(Saved entries)
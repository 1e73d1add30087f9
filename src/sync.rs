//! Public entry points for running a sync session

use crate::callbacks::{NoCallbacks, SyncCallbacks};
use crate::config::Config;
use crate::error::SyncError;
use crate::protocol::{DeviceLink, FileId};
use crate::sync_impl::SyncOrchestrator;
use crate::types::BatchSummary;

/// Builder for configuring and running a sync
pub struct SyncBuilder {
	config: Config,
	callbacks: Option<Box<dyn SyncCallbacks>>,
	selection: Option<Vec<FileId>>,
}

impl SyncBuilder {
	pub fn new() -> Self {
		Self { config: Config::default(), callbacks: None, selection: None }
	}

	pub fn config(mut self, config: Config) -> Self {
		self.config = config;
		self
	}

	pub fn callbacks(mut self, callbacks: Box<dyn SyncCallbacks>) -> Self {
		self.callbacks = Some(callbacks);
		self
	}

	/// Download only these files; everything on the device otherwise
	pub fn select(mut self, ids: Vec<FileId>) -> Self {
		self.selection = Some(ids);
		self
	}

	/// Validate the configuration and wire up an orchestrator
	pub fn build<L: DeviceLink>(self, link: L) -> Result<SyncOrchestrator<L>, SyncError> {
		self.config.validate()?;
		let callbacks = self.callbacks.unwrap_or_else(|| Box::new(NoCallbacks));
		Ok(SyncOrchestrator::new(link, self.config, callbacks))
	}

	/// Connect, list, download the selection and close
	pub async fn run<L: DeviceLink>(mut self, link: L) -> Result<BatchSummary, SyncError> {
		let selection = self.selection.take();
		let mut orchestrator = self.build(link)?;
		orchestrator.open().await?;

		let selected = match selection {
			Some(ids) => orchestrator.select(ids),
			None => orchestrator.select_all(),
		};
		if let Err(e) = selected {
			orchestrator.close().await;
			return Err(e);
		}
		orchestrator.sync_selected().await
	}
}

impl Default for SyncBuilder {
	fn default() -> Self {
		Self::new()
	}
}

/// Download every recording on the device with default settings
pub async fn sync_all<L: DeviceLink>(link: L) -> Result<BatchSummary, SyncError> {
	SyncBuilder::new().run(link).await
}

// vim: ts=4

▶ [EXERCISE]: Lines from the one that contains "orchestrator.close().await;" through the final line of the entries must be duplicated exactly, and no other lines.

▶ [PROBLEM SOLUTION]:
			orchestrator.close().await;
			return Err(e);
		}
		orchestrator.sync_selected().await
	}
}

impl Default for SyncBuilder {
	fn default() -> Self {
		Self::new()
	}
}

/// Download every recording on the device with default settings
pub async fn sync_all<L: DeviceLink>(link: L) -> Result<BatchSummary, SyncError> {
	SyncBuilder::new().run(link).await
}

// vim: ts=4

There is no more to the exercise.